And _maybe_ PR60276 and its fix (adding STMT_VINFO_MIN_NEG_DIST)
is related.

Richard.

> Richard.
>
>> Thanks,
>> bin
>>>
>>> Richard.
>>>
>>>> Thanks,
>>>> bin
>>>>>
>>>>>>
>>>>>>> The loop fusion needs to meet the dependence requirement.  Basically, 
>>>>>>> GCC's data
>>>>>>> dependence analyzer does not model dep between references in sibling 
>>>>>>> loops, but
>>>>>>> in practice, fusion requirement can be checked by analyzing all data 
>>>>>>> references
>>>>>>> after fusion, and there is no backward data dependence.
>>>>>>>
>>>>>>> Apparently, the requirement is violated because we have backward data 
>>>>>>> dependence
>>>>>>> between references (a[c][5], a[c+1][5]) in S1/S2.  Note, if we reverse 
>>>>>>> the inner
>>>>>>> loop, the outer loop would become legal for vectorization.
>>>>>>>
>>>>>>> This patch fixes the issue by enforcing dependence check.  It also adds 
>>>>>>> two tests
>>>>>>> with one shouldn't be vectorized and the other should.  Bootstrap and 
>>>>>>> test on x86_64
>>>>>>> and AArch64.  Is it OK?
>>>>>>
>>>>>> I think you have identified the spot where things go wrong but I'm not
>>>>>> sure you fix the
>>>>>> problem fully.  The spot you pacth is (loop is the outer loop):
>>>>>>
>>>>>>   loop_depth = index_in_loop_nest (loop->num, DDR_LOOP_NEST (ddr));
>>>>>> ...
>>>>>>   FOR_EACH_VEC_ELT (DDR_DIST_VECTS (ddr), i, dist_v)
>>>>>>     {
>>>>>>       int dist = dist_v[loop_depth];
>>>>>> ...
>>>>>>       if (dist > 0 && DDR_REVERSED_P (ddr))
>>>>>>         {
>>>>>>           /* If DDR_REVERSED_P the order of the data-refs in DDR was
>>>>>>              reversed (to make distance vector positive), and the actual
>>>>>>              distance is negative.  */
>>>>>>           if (dump_enabled_p ())
>>>>>>             dump_printf_loc (MSG_MISSED_OPTIMIZATION, vect_location,
>>>>>>                              "dependence distance negative.\n");
>>>>>>
>>>>>> where you add
>>>>>>
>>>>>> +         /* When doing outer loop vectorization, we need to check if 
>>>>>> there is
>>>>>> +            backward dependence at inner loop level if dependence at 
>>>>>> the outer
>>>>>> +            loop is reversed.  See PR81740 for more information.  */
>>>>>> +         if (nested_in_vect_loop_p (loop, DR_STMT (dra))

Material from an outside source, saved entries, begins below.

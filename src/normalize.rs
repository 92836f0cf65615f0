//! Visible-text normalization for raw (possibly HTML) message bodies

use regex::Regex;
use std::sync::LazyLock;

// Detect *likely* HTML tags. Plain text containing "<" or ">" must not
// be rewritten, so a tag marker requires a letter, DOCTYPE or comment.
static TAG_MARKER: LazyLock<Regex> =
    LazyLock::new(|| Regex::new(r"<\s*(?:/?[A-Za-z]|!DOCTYPE|!--)").unwrap());

// Angle-bracketed addresses like <user@example.com> would otherwise be
// stripped as tags; unwrap them before any tag handling.
static BRACKETED_EMAIL: LazyLock<Regex> = LazyLock::new(|| {
    Regex::new(r"<\s*([A-Za-z0-9._%+-]+@[A-Za-z0-9.-]+\.[A-Za-z]{2,})\s*>").unwrap()
});

static SCRIPT_BLOCK: LazyLock<Regex> =
    LazyLock::new(|| Regex::new(r"(?is)<script.*?</script>").unwrap());

static STYLE_BLOCK: LazyLock<Regex> =
    LazyLock::new(|| Regex::new(r"(?is)<style.*?</style>").unwrap());

static LINE_BREAK_TAG: LazyLock<Regex> = LazyLock::new(|| Regex::new(r"(?i)<br\s*/?>").unwrap());

static BLOCK_TAG: LazyLock<Regex> =
    LazyLock::new(|| Regex::new(r"(?i)</?(?:p|div|li|tr|td|th|table|h[1-6])[^>]*>").unwrap());

// Keep anchor inner text only; href targets must not leak as content.
static ANCHOR_TAG: LazyLock<Regex> = LazyLock::new(|| Regex::new(r"(?is)<a[^>]*>(.*?)</a>").unwrap());

static ANY_TAG: LazyLock<Regex> = LazyLock::new(|| Regex::new(r"<[^>]+>").unwrap());

static NUMERIC_ENTITY: LazyLock<Regex> =
    LazyLock::new(|| Regex::new(r"&#(?:x([0-9a-fA-F]+)|([0-9]+));").unwrap());

static MULTI_SPACE: LazyLock<Regex> = LazyLock::new(|| Regex::new(r"[ \t]{2,}").unwrap());

static MULTI_NEWLINE: LazyLock<Regex> = LazyLock::new(|| Regex::new(r"\n{3,}").unwrap());

/// Convert a raw message body into clean, line-structured plain text.
///
/// Input without tag-like markers is treated as already-plain text and
/// passes through with only line endings canonicalized. HTML input gets
/// best-effort tag stripping that preserves visual line structure;
/// malformed markup degrades gracefully and never fails.
#[must_use]
pub fn visible_text(raw: &str) -> String {
    if !TAG_MARKER.is_match(raw) {
        return raw.replace("\r\n", "\n").replace('\r', "\n");
    }
    let s = BRACKETED_EMAIL.replace_all(raw, "$1");
    let s = SCRIPT_BLOCK.replace_all(&s, " ");
    let s = STYLE_BLOCK.replace_all(&s, " ");
    let s = LINE_BREAK_TAG.replace_all(&s, "\n");
    let s = BLOCK_TAG.replace_all(&s, "\n");
    let s = ANCHOR_TAG.replace_all(&s, "$1");
    let s = ANY_TAG.replace_all(&s, " ");
    let s = decode_entities(&s);
    let s = s
        .replace("\r\n", "\n")
        .replace('\r', "\n")
        .replace('\u{00A0}', " ");
    let s = MULTI_SPACE.replace_all(&s, " ");
    let s = MULTI_NEWLINE.replace_all(&s, "\n\n");
    s.trim().to_string()
}

/// Decode numeric character references and the common named entities
/// seen in mail bodies (incl. the Latin-1 umlaut/accent set).
fn decode_entities(text: &str) -> String {
    let decoded = NUMERIC_ENTITY.replace_all(text, |caps: &regex::Captures<'_>| {
        let code = caps.get(1).map_or_else(
            || caps[2].parse::<u32>().ok(),
            |hex| u32::from_str_radix(hex.as_str(), 16).ok(),
        );
        code.and_then(char::from_u32)
            .map_or_else(|| caps[0].to_string(), String::from)
    });

    const NAMED: &[(&str, &str)] = &[
        ("&nbsp;", " "),
        ("&lt;", "<"),
        ("&gt;", ">"),
        ("&quot;", "\""),
        ("&apos;", "'"),
        ("&auml;", "ä"),
        ("&ouml;", "ö"),
        ("&uuml;", "ü"),
        ("&Auml;", "Ä"),
        ("&Ouml;", "Ö"),
        ("&Uuml;", "Ü"),
        ("&szlig;", "ß"),
        ("&eacute;", "é"),
        ("&egrave;", "è"),
        ("&agrave;", "à"),
        ("&ccedil;", "ç"),
        // Must stay last so "&amp;nbsp;" does not double-decode
        ("&amp;", "&"),
    ];

    let mut out = decoded.into_owned();
    for &(entity, replacement) in NAMED {
        if out.contains(entity) {
            out = out.replace(entity, replacement);
        }
    }
    out
}
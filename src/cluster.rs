//! Line-distance clustering of entity matches and header segments

use crate::types::{Cluster, ClusterItem, HeaderSegment, ItemKind, MatchItem};

/// Matches at most one blank-line-free gap apart merge by default.
pub const DEFAULT_MAX_GAP: usize = 1;

/// Group entries whose compact-line distance stays within `max_gap`
/// into contiguous clusters.
///
/// Entries are sorted by compact line first; a new cluster opens
/// whenever the next entry's compact line exceeds the current cluster
/// end by more than `max_gap`. Each cluster's `start_line`/`end_line`
/// are the min/max original line across its members.
#[must_use]
pub fn cluster_matches(mut entries: Vec<MatchItem>, max_gap: usize) -> Vec<Cluster> {
    entries.sort_by_key(|e| e.cline);

    let mut clusters = Vec::new();
    let mut iter = entries.into_iter();
    let Some(first) = iter.next() else {
        return clusters;
    };
    let mut cstart = first.cline;
    let mut cend = first.cline;
    let mut items: Vec<ClusterItem> = vec![first.into()];

    for entry in iter {
        if entry.cline.saturating_sub(cend) <= max_gap {
            cend = entry.cline;
            items.push(entry.into());
        } else {
            clusters.push(seal(cstart, cend, std::mem::take(&mut items)));
            cstart = entry.cline;
            cend = entry.cline;
            items.push(entry.into());
        }
    }
    clusters.push(seal(cstart, cend, items));
    clusters
}

fn seal(cstart: usize, cend: usize, items: Vec<ClusterItem>) -> Cluster {
    let start_line = items.iter().map(|it| it.line).min().unwrap_or(0);
    let end_line = items.iter().map(|it| it.line).max().unwrap_or(0);
    Cluster {
        start_line,
        end_line,
        cstart,
        cend,
        items,
    }
}

/// Convert a header segment into a cluster 1:1; segments are contiguous
/// by construction so no gap rule applies.
#[must_use]
pub fn segment_cluster(segment: &HeaderSegment) -> Cluster {
    let items = segment
        .entries
        .iter()
        .map(|entry| ClusterItem {
            kind: ItemKind::Header(entry.normalized_key),
            values: vec![entry.value.clone()],
            line: entry.line,
            cline: entry.cline,
        })
        .collect();
    Cluster {
        start_line: segment.start_line,
        end_line: segment.end_line,
        cstart: segment.cstart,
        cend: segment.cend,
        items,
    }
}

/// Merge match-clusters and header-clusters into one sequence ordered
/// by original start line.
#[must_use]
pub fn merge_clusters(body: Vec<Cluster>, headers: Vec<Cluster>) -> Vec<Cluster> {
    let mut all = body;
    all.extend(headers);
    all.sort_by_key(|c| c.start_line);
    all
}
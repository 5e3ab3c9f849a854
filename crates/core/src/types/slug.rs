//! Slug generation and the legacy slug-to-name reverse mapping.
//!
//! Product URLs use a hyphenated, lowercased form of the product name
//! (`"iPhone 12 Pro"` -> `"iphone-12-pro"`). New products store the slug at
//! creation time and are looked up by it directly. Documents that predate
//! the stored field are still reachable through [`deslugify`], which
//! reconstructs a display name word by word: each word is capitalized,
//! except for brand names with their own casing.
//!
//! The reverse mapping is lossy. A name whose words are neither in the
//! brand table nor simply word-capitalized (`"iPad mini"`, `"Mi 11X"`)
//! cannot be reconstructed, which is exactly why the stored slug exists.

/// Brands whose casing differs from plain word capitalization.
const BRAND_NAMES: &[(&str, &str)] = &[
    ("iphone", "iPhone"),
    ("samsung", "Samsung"),
    ("google", "Google"),
    ("oneplus", "OnePlus"),
];

/// Generate a URL slug from a product name.
///
/// Lowercases, maps runs of whitespace and hyphens to a single hyphen, and
/// drops any other non-alphanumeric characters.
///
/// ```
/// use phone_dokan_core::slug::slugify;
///
/// assert_eq!(slugify("iPhone 12 Pro"), "iphone-12-pro");
/// assert_eq!(slugify("Galaxy S24  Ultra"), "galaxy-s24-ultra");
/// ```
#[must_use]
pub fn slugify(name: &str) -> String {
    let mut slug = String::with_capacity(name.len());
    let mut pending_hyphen = false;

    for c in name.chars() {
        if c.is_alphanumeric() {
            if pending_hyphen && !slug.is_empty() {
                slug.push('-');
            }
            pending_hyphen = false;
            for lower in c.to_lowercase() {
                slug.push(lower);
            }
        } else if c.is_whitespace() || c == '-' {
            pending_hyphen = true;
        }
        // other punctuation is dropped
    }

    slug
}

/// Reconstruct a display name from a slug.
///
/// Hyphens become spaces; each word gets its first letter capitalized,
/// unless the whole word matches the brand table, which wins.
///
/// ```
/// use phone_dokan_core::slug::deslugify;
///
/// assert_eq!(deslugify("iphone-12-pro"), "iPhone 12 Pro");
/// assert_eq!(deslugify("pixel-8a"), "Pixel 8a");
/// ```
#[must_use]
pub fn deslugify(slug: &str) -> String {
    slug.split('-')
        .filter(|word| !word.is_empty())
        .map(capitalize_word)
        .collect::<Vec<_>>()
        .join(" ")
}

fn capitalize_word(word: &str) -> String {
    let lower = word.to_lowercase();
    if let Some((_, brand)) = BRAND_NAMES.iter().find(|(key, _)| *key == lower) {
        return (*brand).to_owned();
    }

    let mut chars = word.chars();
    match chars.next() {
        Some(first) => first.to_uppercase().chain(chars).collect(),
        None => String::new(),
    }
}

#[cfg(test)]
mod tests {
    use super::*;

    #[test]
    fn slugify_lowercases_and_hyphenates() {
        assert_eq!(slugify("iPhone 12 Pro"), "iphone-12-pro");
        assert_eq!(slugify("Samsung Galaxy S24"), "samsung-galaxy-s24");
        assert_eq!(slugify("  OnePlus  12R  "), "oneplus-12r");
    }

    #[test]
    fn slugify_drops_punctuation() {
        assert_eq!(slugify("Google Pixel 8 (Pro)"), "google-pixel-8-pro");
    }

    #[test]
    fn deslugify_uses_brand_table() {
        assert_eq!(deslugify("iphone-12-pro"), "iPhone 12 Pro");
        assert_eq!(deslugify("oneplus-12"), "OnePlus 12");
        assert_eq!(deslugify("samsung-galaxy-s24"), "Samsung Galaxy S24");
    }

    #[test]
    fn deslugify_capitalizes_unknown_words() {
        assert_eq!(deslugify("galaxy-tab"), "Galaxy Tab");
        assert_eq!(deslugify("12"), "12");
    }

    // For names made of letters/digits/spaces whose words are brand-table
    // hits or already word-capitalized, the reverse mapping is exact.
    #[test]
    fn round_trip_holds_for_brand_table_names() {
        for name in ["iPhone 12 Pro", "Samsung Galaxy S24", "OnePlus 12", "Google Pixel 8"] {
            assert_eq!(deslugify(&slugify(name)), name);
        }
    }

    // Outside the table only per-word capitalization is guaranteed, not the
    // original casing.
    #[test]
    fn round_trip_is_lossy_outside_the_table() {
        assert_eq!(deslugify(&slugify("XIAOMI Redmi")), "Xiaomi Redmi");
    }
}
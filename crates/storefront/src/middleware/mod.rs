//! HTTP middleware stack for the storefront.
//!
//! # Middleware Order (bottom to top in Router)
//!
//! 1. Sentry layer (capture errors)
//! 2. `TraceLayer` (request tracing)
//! 3. Request ID (add unique ID to each request)
//! 4. Session layer (tower-sessions, in-memory store)

pub mod auth;
pub mod request_id;
pub mod session;

pub use auth::{OptionalAuth, clear_current_user, set_current_user};
pub use request_id::request_id_middleware;
pub use session::create_session_layer;
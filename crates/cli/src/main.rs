//! Phone Dokan CLI - Account and catalog management tools.
//!
//! # Usage
//!
//! ```bash
//! # Create (or promote) an admin account
//! dokan-cli admin create -e admin@example.com -n "Admin Name" -p "a strong password"
//!
//! # Seed the catalog with sample products
//! dokan-cli seed
//! ```
//!
//! # Commands
//!
//! - `admin create` - Create an admin user, or promote an existing account
//! - `seed` - Insert sample products (skips ones already present)
//!
//! Connection settings come from `MONGODB_URI` and `MONGODB_DATABASE`,
//! loaded from the environment or a `.env` file.

#![cfg_attr(not(test), forbid(unsafe_code))]

use clap::{Parser, Subcommand};

mod commands;

#[derive(Parser)]
#[command(name = "dokan-cli")]
#[command(author, version, about = "Phone Dokan CLI tools")]
struct Cli {
    #[command(subcommand)]
    command: Commands,
}

#[derive(Subcommand)]
enum Commands {
    /// Manage admin users
    Admin {
        #[command(subcommand)]
        action: AdminAction,
    },
    /// Seed the catalog with sample products
    Seed,
}

#[derive(Subcommand)]
enum AdminAction {
    /// Create a new admin user, or promote an existing one
    Create {
        /// Admin email address
        #[arg(short, long)]
        email: String,

        /// Admin display name (username)
        #[arg(short, long)]
        name: String,

        /// Password for a newly created account (ignored when promoting)
        #[arg(short, long)]
        password: String,
    },
}

#[tokio::main]
async fn main() {
    // Initialize tracing
    tracing_subscriber::fmt::init();

    let cli = Cli::parse();

    let result: Result<(), Box<dyn std::error::Error>> = run(cli).await;

    if let Err(e) = result {
        tracing::error!("Command failed: {e}");
        std::process::exit(1);
    }
}

async fn run(cli: Cli) -> Result<(), Box<dyn std::error::Error>> {
    match cli.command {
        Commands::Admin { action } => match action {
            AdminAction::Create {
                email,
                name,
                password,
            } => {
                commands::admin::create_user(&email, &name, &password).await?;
            }
        },
        Commands::Seed => commands::seed::seed_products().await?,
    }
    Ok(())
}
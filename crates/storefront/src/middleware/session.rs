//! Session middleware configuration.
//!
//! Sets up cookie sessions backed by the in-memory tower-sessions store.
//! Session contents are only the authenticated principal, so losing them on
//! restart costs a re-login and nothing else.

use tower_sessions::{Expiry, MemoryStore, SessionManagerLayer};

use crate::config::StorefrontConfig;

/// Session cookie name.
pub const SESSION_COOKIE_NAME: &str = "dokan_session";

/// Session expiry time in seconds (7 days).
const SESSION_EXPIRY_SECONDS: i64 = 7 * 24 * 60 * 60;

/// Create the session layer with the in-memory store.
#[must_use]
pub fn create_session_layer(config: &StorefrontConfig) -> SessionManagerLayer<MemoryStore> {
    let store = MemoryStore::default();

    // Determine if we're in production (HTTPS)
    let is_secure = config.base_url.starts_with("https://");

    SessionManagerLayer::new(store)
        .with_name(SESSION_COOKIE_NAME)
        .with_expiry(Expiry::OnInactivity(
            tower_sessions::cookie::time::Duration::seconds(SESSION_EXPIRY_SECONDS),
        ))
        .with_secure(is_secure)
        .with_same_site(tower_sessions::cookie::SameSite::Lax)
        .with_http_only(true)
        .with_path("/")
}
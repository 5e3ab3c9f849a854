//! Database operations for the storefront.
//!
//! # Collections
//!
//! - `products` - Catalog documents, written by the admin tool, read here
//! - `users` - Site authentication (signup/login)
//!
//! One `mongodb::Client` is created at startup and reused for every request;
//! there are no migrations and no versioning scheme for the collections.

pub mod products;
pub mod users;

use mongodb::{Client, Database};
use secrecy::ExposeSecret;
use thiserror::Error;

pub use products::ProductRepository;
pub use users::UserRepository;

/// Collection holding product documents.
pub const PRODUCTS_COLLECTION: &str = "products";

/// Collection holding user documents.
pub const USERS_COLLECTION: &str = "users";

/// Errors that can occur during repository operations.
#[derive(Debug, Error)]
pub enum RepositoryError {
    /// Database error from the MongoDB driver.
    #[error("database error: {0}")]
    Database(#[from] mongodb::error::Error),

    /// An identifier that is not a valid ObjectId hex string.
    #[error("invalid id: {0}")]
    InvalidId(String),

    /// Data in the database is corrupted or invalid.
    #[error("data corruption: {0}")]
    DataCorruption(String),

    /// Requested document was not found.
    #[error("not found")]
    NotFound,

    /// Constraint violation (e.g., unique email).
    #[error("constraint violation: {0}")]
    Conflict(String),
}

/// Connect to MongoDB and select the application database.
///
/// The returned handle is cheap to clone and is shared across all request
/// handlers for the lifetime of the process.
///
/// # Errors
///
/// Returns `mongodb::error::Error` if the URI cannot be parsed or the
/// client cannot be initialized.
pub async fn connect(
    database_url: &secrecy::SecretString,
    database_name: &str,
) -> Result<Database, mongodb::error::Error> {
    let client = Client::with_uri_str(database_url.expose_secret()).await?;
    Ok(client.database(database_name))
}

/// Create the indexes the application relies on.
///
/// The unique index on `users.email` is what turns a duplicate-signup race
/// into a conflict instead of a second document; the `products.slug` index
/// backs by-slug lookups. Intentionally idempotent, run at every boot -
/// there is no migration tooling for these collections.
///
/// # Errors
///
/// Returns `mongodb::error::Error` if index creation fails.
pub async fn ensure_indexes(db: &Database) -> Result<(), mongodb::error::Error> {
    use bson::doc;
    use mongodb::IndexModel;
    use mongodb::options::IndexOptions;

    let email_unique = IndexModel::builder()
        .keys(doc! { "email": 1 })
        .options(IndexOptions::builder().unique(true).build())
        .build();
    db.collection::<bson::Document>(USERS_COLLECTION)
        .create_index(email_unique)
        .await?;

    let slug_lookup = IndexModel::builder().keys(doc! { "slug": 1 }).build();
    db.collection::<bson::Document>(PRODUCTS_COLLECTION)
        .create_index(slug_lookup)
        .await?;

    Ok(())
}

/// True if the error is a MongoDB unique-index violation (code 11000).
pub(crate) fn is_duplicate_key(err: &mongodb::error::Error) -> bool {
    use mongodb::error::{ErrorKind, WriteFailure};

    matches!(
        &*err.kind,
        ErrorKind::Write(WriteFailure::WriteError(write_error)) if write_error.code == 11000
    )
}
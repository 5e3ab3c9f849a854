//! Unified error handling with Sentry integration.
//!
//! Provides a unified `AppError` type that captures errors to Sentry before
//! responding to the client. All route handlers return `Result<T, AppError>`.

use axum::{
    Json,
    http::StatusCode,
    response::{IntoResponse, Response},
};
use serde_json::json;
use thiserror::Error;

use crate::db::RepositoryError;
use crate::services::auth::AuthError;

/// Application-level error type for the storefront.
#[derive(Debug, Error)]
pub enum AppError {
    /// Database operation failed.
    #[error("Database error: {0}")]
    Database(RepositoryError),

    /// Authentication operation failed.
    #[error("Auth error: {0}")]
    Auth(#[from] AuthError),

    /// Resource not found.
    #[error("Not found: {0}")]
    NotFound(String),

    /// Bad request from client.
    #[error("Bad request: {0}")]
    BadRequest(String),

    /// Internal server error.
    #[error("Internal error: {0}")]
    Internal(String),
}

impl From<RepositoryError> for AppError {
    fn from(err: RepositoryError) -> Self {
        match err {
            // A malformed ObjectId is the caller's mistake, not ours.
            RepositoryError::InvalidId(id) => Self::BadRequest(format!("invalid id: {id}")),
            RepositoryError::NotFound => Self::NotFound("resource not found".to_owned()),
            other => Self::Database(other),
        }
    }
}

impl IntoResponse for AppError {
    fn into_response(self) -> Response {
        // Capture server errors to Sentry
        if matches!(self, Self::Database(_) | Self::Internal(_))
            || matches!(
                self,
                Self::Auth(AuthError::Repository(_) | AuthError::PasswordHash)
            )
        {
            let event_id = sentry::capture_error(&self);
            tracing::error!(
                error = %self,
                sentry_event_id = %event_id,
                "Request error"
            );
        }

        let status = match &self {
            Self::Database(_) | Self::Internal(_) => StatusCode::INTERNAL_SERVER_ERROR,
            Self::Auth(err) => match err {
                AuthError::InvalidCredentials => StatusCode::UNAUTHORIZED,
                // The duplicate-email conflict is a 400 by API contract.
                AuthError::UserAlreadyExists
                | AuthError::InvalidEmail(_)
                | AuthError::MissingField(_) => StatusCode::BAD_REQUEST,
                AuthError::Repository(_) | AuthError::PasswordHash => {
                    StatusCode::INTERNAL_SERVER_ERROR
                }
            },
            Self::NotFound(_) => StatusCode::NOT_FOUND,
            Self::BadRequest(_) => StatusCode::BAD_REQUEST,
        };

        // Don't expose internal error details to clients
        let message = match &self {
            Self::Database(_) | Self::Internal(_) => "Internal server error".to_owned(),
            Self::Auth(err) => match err {
                AuthError::InvalidCredentials => "Invalid credentials".to_owned(),
                AuthError::UserAlreadyExists => "Email already exists".to_owned(),
                AuthError::InvalidEmail(e) => e.to_string(),
                AuthError::MissingField(_) => err.to_string(),
                AuthError::Repository(_) | AuthError::PasswordHash => {
                    "Internal server error".to_owned()
                }
            },
            Self::NotFound(msg) | Self::BadRequest(msg) => msg.clone(),
        };

        (status, Json(json!({ "message": message }))).into_response()
    }
}

/// Result type alias for `AppError`.
pub type Result<T> = std::result::Result<T, AppError>;

#[cfg(test)]
mod tests {
    use super::*;

    fn get_status(err: AppError) -> StatusCode {
        err.into_response().status()
    }

    #[test]
    fn test_app_error_display() {
        let err = AppError::NotFound("Product not found".to_owned());
        assert_eq!(err.to_string(), "Not found: Product not found");
    }

    #[test]
    fn test_app_error_status_codes() {
        assert_eq!(
            get_status(AppError::NotFound("test".to_owned())),
            StatusCode::NOT_FOUND
        );
        assert_eq!(
            get_status(AppError::BadRequest("test".to_owned())),
            StatusCode::BAD_REQUEST
        );
        assert_eq!(
            get_status(AppError::Internal("test".to_owned())),
            StatusCode::INTERNAL_SERVER_ERROR
        );
        assert_eq!(
            get_status(AppError::Auth(AuthError::InvalidCredentials)),
            StatusCode::UNAUTHORIZED
        );
    }

    // Duplicate email must surface as the 400-class conflict, never as the
    // generic infrastructure error.
    #[test]
    fn duplicate_email_is_a_conflict_not_infrastructure() {
        assert_eq!(
            get_status(AppError::Auth(AuthError::UserAlreadyExists)),
            StatusCode::BAD_REQUEST
        );
    }

    // Unknown email and wrong password take different internal paths but
    // must be externally identical.
    #[test]
    fn invalid_credentials_hides_which_path_failed() {
        let unknown_email = AppError::Auth(AuthError::InvalidCredentials);
        let wrong_password = AppError::Auth(AuthError::InvalidCredentials);
        assert_eq!(get_status(unknown_email), get_status(wrong_password));
    }

    #[test]
    fn malformed_object_id_maps_to_bad_request() {
        let err: AppError = RepositoryError::InvalidId("nope".to_owned()).into();
        assert_eq!(get_status(err), StatusCode::BAD_REQUEST);
    }
}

>>>>>> +             || nested_in_vect_loop_p (loop, DR_STMT (drb)))
>>>>>> +           {
>>>>>> +             unsigned inner_depth = index_in_loop_nest 
>>>>>> (loop->inner->num,
>>>>>> +                                                        DDR_LOOP_NEST 
>>>>>> (ddr));
>>>>>> +             if (dist_v[inner_depth] < 0)
>>>>>> +               return true;
>>>>>> +           }
>>>>>>
>>>>>> but I don't understand how the dependence direction with respect to the
>>>>>> outer loop matters here.
>>>>> If the direction wrto outer loop is positive by itself, i.e,
>>>>> reversed_p equals to false, then dist is checked against max_vf.  In
>>>>> this case, it's not possible to have references refer to the same
>>>>> object?
>>>>> On the other hand, dist is not checked at all for reversed case.
>>>>> Maybe an additional check "dist < max_vf" can relax the patch a bit.
>>>>>>
>>>>>> Given there's DDR_REVERSED on the outer loop distance what does that
>>>>>> mean for the inner loop distance given the quite non-obvious code 
>>>>>> handling
>>>>>> this case in tree-data-ref.c:
>>>>>>
>>>>>>       /* Verify a basic constraint: classic distance vectors should
>>>>>>          always be lexicographically positive.
>>>>>>
>>>>>>          Data references are collected in the order of execution of
>>>>>>          the program, thus for the following loop
>>>>>>
>>>>>>          | for (i = 1; i < 100; i++)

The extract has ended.